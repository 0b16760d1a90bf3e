//! Core error type.
//!
//! Sub-crates define their own error enums and wrap `CoreError` as one
//! variant where a core parse can fail inside them.

use thiserror::Error;

/// Errors produced while interpreting core values from user input.
#[derive(Debug, Error)]
pub enum CoreError {
    #[error("unknown transit mode {0:?}: expected \"walk\", \"drive\", \"other\" or \"all\"")]
    UnknownMode(String),

    #[error("invalid coordinate ({lat}, {lon}): latitude must be within ±90 and longitude within ±180")]
    InvalidCoordinate { lat: f32, lon: f32 },
}

/// Shorthand result type for `rt-core`.
pub type CoreResult<T> = Result<T, CoreError>;
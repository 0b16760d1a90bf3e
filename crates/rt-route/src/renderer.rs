//! Renderer trait for consuming planner results.

use crate::{BatchSummary, PlannedRoute, RouteOutcome};

/// Callbacks invoked by [`RoutePlanner::run_batch`][crate::RoutePlanner::run_batch].
///
/// All methods have default no-op implementations so implementors only need
/// to override what they care about.
///
/// # Example: console printer
///
/// ```rust,ignore
/// struct Printer;
///
/// impl RouteRenderer for Printer {
///     fn on_route(&mut self, route: &PlannedRoute) {
///         println!("{}: {:.1} min", route.label, route.total_minutes());
///     }
/// }
/// ```
pub trait RouteRenderer {
    /// Called for every request that produced a route.
    fn on_route(&mut self, _route: &PlannedRoute) {}

    /// Called for every request that produced no route (`NoPath` or
    /// `Failed`).
    fn on_skipped(&mut self, _outcome: &RouteOutcome) {}

    /// Called once after the last request.
    fn on_batch_end(&mut self, _summary: &BatchSummary) {}
}

/// A [`RouteRenderer`] that does nothing.
pub struct NoopRenderer;

impl RouteRenderer for NoopRenderer {}
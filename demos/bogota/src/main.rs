//! bogota: three commuter routes across Bogotá with rust_route.
//!
//! Plans a walk from home to Universidad Externado, a drive from there to
//! the Iberoamericana, and a drive back home.  Each route loads only the
//! road network within 5 km of the midpoint of its endpoints.
//!
//! Runs against the small CSV map in `data/` by default; pass `--pbf` with a
//! Bogotá OpenStreetMap extract (build with `--features osm`) for real
//! streets, or `--routes` to plan your own list.

use std::path::{Path, PathBuf};
use std::time::Instant;

use anyhow::{Context, Result, bail};
use clap::{Parser, ValueEnum};
use env_logger::{Env, Target};
use log::error;

use rt_core::{GeoPoint, TransitMode};
use rt_output::{CsvWriter, GeoJsonWriter, RouteOutputRenderer, RouteWriter};
use rt_route::{BatchSummary, RoutePlanner, RouteOutcome, RouteRequest, load_requests_csv};
use rt_spatial::{CsvMapSource, DEFAULT_BUFFER_KM, DijkstraRouter, GraphLoader, LoaderConfig, MapSource};

// ── Built-in routes ───────────────────────────────────────────────────────────

const HOME:      GeoPoint = GeoPoint { lat: 4.606979, lon: -74.073794 };
const EXTERNADO: GeoPoint = GeoPoint { lat: 4.595600, lon: -74.069014 };
const IBERO:     GeoPoint = GeoPoint { lat: 4.649893, lon: -74.057384 };

fn builtin_routes() -> Vec<RouteRequest> {
    vec![
        RouteRequest::new("Route 1: Home -> Externado on foot", TransitMode::Walk, HOME, EXTERNADO),
        RouteRequest::new("Route 2: Externado -> Iberoamericana by car", TransitMode::Drive, EXTERNADO, IBERO),
        RouteRequest::new("Route 3: Iberoamericana -> Home by car", TransitMode::Drive, IBERO, HOME),
    ]
}

// ── CLI ───────────────────────────────────────────────────────────────────────

#[derive(Copy, Clone, Debug, ValueEnum)]
enum Format {
    Csv,
    Geojson,
}

#[derive(Parser)]
#[command(name = "bogota")]
#[command(about = "Shortest-time routes over bounded OpenStreetMap road networks")]
struct Cli {
    /// Node CSV (`id,lat,lon`); defaults to the bundled sample map
    #[arg(long, requires = "edges", conflicts_with = "pbf")]
    nodes: Option<PathBuf>,

    /// Edge CSV (`from,to,length_m,highway,oneway`)
    #[arg(long, requires = "nodes", conflicts_with = "pbf")]
    edges: Option<PathBuf>,

    /// OpenStreetMap PBF extract (requires the `osm` feature)
    #[arg(long)]
    pbf: Option<PathBuf>,

    /// Route list CSV; defaults to the three built-in Bogotá routes
    #[arg(long)]
    routes: Option<PathBuf>,

    /// Output directory
    #[arg(long, default_value = "output")]
    out: PathBuf,

    /// Output format
    #[arg(long, value_enum, default_value_t = Format::Csv)]
    format: Format,

    /// Keep every intermediate node instead of merging degree-2 chains
    #[arg(long)]
    no_simplify: bool,

    /// Keep all connected components, not just the largest
    #[arg(long)]
    retain_all: bool,

    /// Re-read the map data for every route
    #[arg(long)]
    no_cache: bool,
}

impl Cli {
    fn loader_config(&self) -> LoaderConfig {
        LoaderConfig {
            use_cache:  !self.no_cache,
            simplify:   !self.no_simplify,
            retain_all: self.retain_all,
        }
    }
}

// ── Main ──────────────────────────────────────────────────────────────────────

fn main() {
    env_logger::Builder::from_env(Env::default().default_filter_or("info"))
        .target(Target::Stderr)
        .init();

    if let Err(e) = run(Cli::parse()) {
        error!("{e:#}");
        std::process::exit(1);
    }
}

fn run(cli: Cli) -> Result<()> {
    println!("=== bogota: rust_route ===");

    let requests = match &cli.routes {
        Some(path) => load_requests_csv(path)
            .with_context(|| format!("reading route list {}", path.display()))?,
        None => builtin_routes(),
    };
    println!("Routes: {}  |  Default buffer: {DEFAULT_BUFFER_KM} km", requests.len());

    std::fs::create_dir_all(&cli.out)
        .with_context(|| format!("creating output directory {}", cli.out.display()))?;

    let config = cli.loader_config();

    if let Some(pbf) = &cli.pbf {
        return run_pbf(pbf, config, &requests, &cli);
    }

    let source = match (&cli.nodes, &cli.edges) {
        (Some(nodes), Some(edges)) => CsvMapSource::new(nodes, edges),
        _ => CsvMapSource::from_dir(&Path::new(env!("CARGO_MANIFEST_DIR")).join("data")),
    };
    plan_all(source, config, &requests, &cli)
}

#[cfg(feature = "osm")]
fn run_pbf(pbf: &Path, config: LoaderConfig, requests: &[RouteRequest], cli: &Cli) -> Result<()> {
    plan_all(rt_spatial::PbfMapSource::new(pbf), config, requests, cli)
}

#[cfg(not(feature = "osm"))]
fn run_pbf(pbf: &Path, _: LoaderConfig, _: &[RouteRequest], _: &Cli) -> Result<()> {
    bail!("cannot read {}: rebuild with `--features osm` for PBF support", pbf.display())
}

fn plan_all<S: MapSource>(
    source: S,
    config: LoaderConfig,
    requests: &[RouteRequest],
    cli: &Cli,
) -> Result<()> {
    println!("Map source: {}", source.name());
    let planner = RoutePlanner::new(GraphLoader::new(source, config), DijkstraRouter);

    let t0 = Instant::now();
    let summary = match cli.format {
        Format::Csv => render(&planner, requests, CsvWriter::new(&cli.out)?)?,
        Format::Geojson => render(&planner, requests, GeoJsonWriter::new(&cli.out))?,
    };
    let elapsed = t0.elapsed();

    println!();
    for outcome in &summary.outcomes {
        match outcome {
            RouteOutcome::Found(r) => println!(
                "  {:<50} {:>3} nodes  {:>8.0} m  {:>7.1} min",
                r.label,
                r.route.nodes.len(),
                r.length_m,
                r.total_minutes()
            ),
            other => println!(
                "  {:<50} skipped: {}",
                other.label(),
                other.skip_reason().unwrap_or_default()
            ),
        }
    }
    println!();
    println!(
        "{} found, {} without path, {} failed in {:.2}s",
        summary.found(),
        summary.no_path(),
        summary.failed(),
        elapsed.as_secs_f64()
    );
    println!("Output written to {}", cli.out.display());
    Ok(())
}

fn render<S: MapSource, W: RouteWriter>(
    planner: &RoutePlanner<S, DijkstraRouter>,
    requests: &[RouteRequest],
    writer: W,
) -> Result<BatchSummary> {
    let mut renderer = RouteOutputRenderer::new(writer);
    let summary = planner.run_batch(requests, &mut renderer);
    if let Some(e) = renderer.take_error() {
        bail!("output error: {e}");
    }
    Ok(summary)
}
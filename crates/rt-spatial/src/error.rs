//! Spatial-subsystem error type.

use thiserror::Error;

use rt_core::NodeId;

/// Errors produced by `rt-spatial`.
#[derive(Debug, Error)]
pub enum SpatialError {
    /// The map source could not supply data for the requested region.
    #[error("map data unavailable from {source_name}: {reason}")]
    DataUnavailable { source_name: String, reason: String },

    /// The network has no nodes, so no coordinate can be snapped.
    #[error("road network is empty")]
    EmptyNetwork,

    /// The destination is unreachable from the origin.
    #[error("no route from {from} to {to}")]
    NoRoute { from: NodeId, to: NodeId },

    #[error("{0} not found in network")]
    NodeNotFound(NodeId),

    #[error("edge weights have not been assigned")]
    Unweighted,

    #[error("buffer radius must be a positive number of kilometres, got {0}")]
    InvalidBuffer(f64),

    #[error("average speed must be a positive number of km/h, got {0}")]
    InvalidSpeed(f64),
}

impl SpatialError {
    pub(crate) fn unavailable(source_name: &str, reason: impl ToString) -> Self {
        SpatialError::DataUnavailable {
            source_name: source_name.to_owned(),
            reason:      reason.to_string(),
        }
    }
}

pub type SpatialResult<T> = Result<T, SpatialError>;
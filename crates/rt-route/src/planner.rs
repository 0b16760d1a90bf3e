//! The `RoutePlanner`: composes loading, weighting, snapping and search for
//! each named request.

use log::{info, warn};

use rt_spatial::{
    GraphLoader, MapSource, Router, SpatialError, SpeedTable, assign_weights_with, nearest_node,
};

use crate::{BatchSummary, PlannedRoute, RouteError, RouteOutcome, RouteRenderer, RouteRequest, RouteResult};

/// Runs route requests against one map source with one routing algorithm.
///
/// # Example
///
/// ```rust,ignore
/// let planner = RoutePlanner::new(loader, DijkstraRouter).speeds(SpeedTable {
///     walk_kmh: 4.5,
///     ..SpeedTable::default()
/// });
/// match planner.process_route(&request) {
///     RouteOutcome::Found(route) => println!("{:.1} min", route.total_minutes()),
///     other => println!("skipped: {:?}", other.skip_reason()),
/// }
/// ```
pub struct RoutePlanner<S: MapSource, R: Router> {
    loader: GraphLoader<S>,
    router: R,
    speeds: SpeedTable,
}

impl<S: MapSource, R: Router> RoutePlanner<S, R> {
    /// Planner using the default [`SpeedTable`].
    pub fn new(loader: GraphLoader<S>, router: R) -> Self {
        Self {
            loader,
            router,
            speeds: SpeedTable::default(),
        }
    }

    /// Replace the mode → speed table.
    pub fn speeds(mut self, speeds: SpeedTable) -> Self {
        self.speeds = speeds;
        self
    }

    pub fn loader(&self) -> &GraphLoader<S> {
        &self.loader
    }

    /// Compute the route for one request.
    ///
    /// Never fails: errors are reported as [`RouteOutcome::NoPath`] or
    /// [`RouteOutcome::Failed`] and logged.
    pub fn process_route(&self, request: &RouteRequest) -> RouteOutcome {
        info!("{}", "=".repeat(100));
        info!("{}", request.label);

        match self.plan(request) {
            Ok(planned) => {
                info!(
                    "route found for {}: {} nodes, {:.0} m, {:.1} min",
                    planned.label,
                    planned.route.nodes.len(),
                    planned.length_m,
                    planned.total_minutes()
                );
                RouteOutcome::Found(planned)
            }
            Err(RouteError::Spatial(SpatialError::NoRoute { from, to })) => {
                warn!("no route found for {}", request.label);
                RouteOutcome::NoPath { label: request.label.clone(), from, to }
            }
            Err(error) => {
                warn!("route {} failed: {error}", request.label);
                RouteOutcome::Failed { label: request.label.clone(), error }
            }
        }
    }

    /// The fallible pipeline behind [`process_route`](Self::process_route).
    ///
    /// # Errors
    ///
    /// Any [`SpatialError`] from loading, weighting, snapping or searching,
    /// wrapped in [`RouteError::Spatial`].  An unreachable destination is
    /// `SpatialError::NoRoute`.
    pub fn plan(&self, request: &RouteRequest) -> RouteResult<PlannedRoute> {
        let mut network = self
            .loader
            .load(request.mode, request.start, request.end, request.buffer_km)?;
        assign_weights_with(&mut network, request.mode, &self.speeds)?;

        let origin_node = nearest_node(&network, request.start)?;
        let destination_node = nearest_node(&network, request.end)?;

        let route = self.router.route(&network, origin_node, destination_node)?;

        Ok(PlannedRoute {
            label:       request.label.clone(),
            mode:        request.mode,
            origin:      request.start,
            destination: request.end,
            origin_node,
            destination_node,
            path:        route.coordinates(&network),
            length_m:    route.length_m(&network),
            route,
        })
    }

    /// Process `requests` in order, handing each result to `renderer`.
    ///
    /// Requests are independent: a failed or unroutable request is reported
    /// through [`RouteRenderer::on_skipped`] and the batch moves on.
    pub fn run_batch<Rd: RouteRenderer>(
        &self,
        requests: &[RouteRequest],
        renderer: &mut Rd,
    ) -> BatchSummary {
        let mut summary = BatchSummary { outcomes: Vec::with_capacity(requests.len()) };

        for request in requests {
            let outcome = self.process_route(request);
            match &outcome {
                RouteOutcome::Found(planned) => renderer.on_route(planned),
                skipped => {
                    info!("no route to render for {}", skipped.label());
                    renderer.on_skipped(skipped);
                }
            }
            summary.outcomes.push(outcome);
        }

        info!(
            "batch complete: {} found, {} without path, {} failed",
            summary.found(),
            summary.no_path(),
            summary.failed()
        );
        renderer.on_batch_end(&summary);
        summary
    }
}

========

EXERCISE = Scan the material above for lines that contain the string "unreachable", and copy each such line.

WORKED SOLUTION =
    /// The destination is unreachable from the origin.
    /// wrapped in [`RouteError::Spatial`].  An unreachable destination is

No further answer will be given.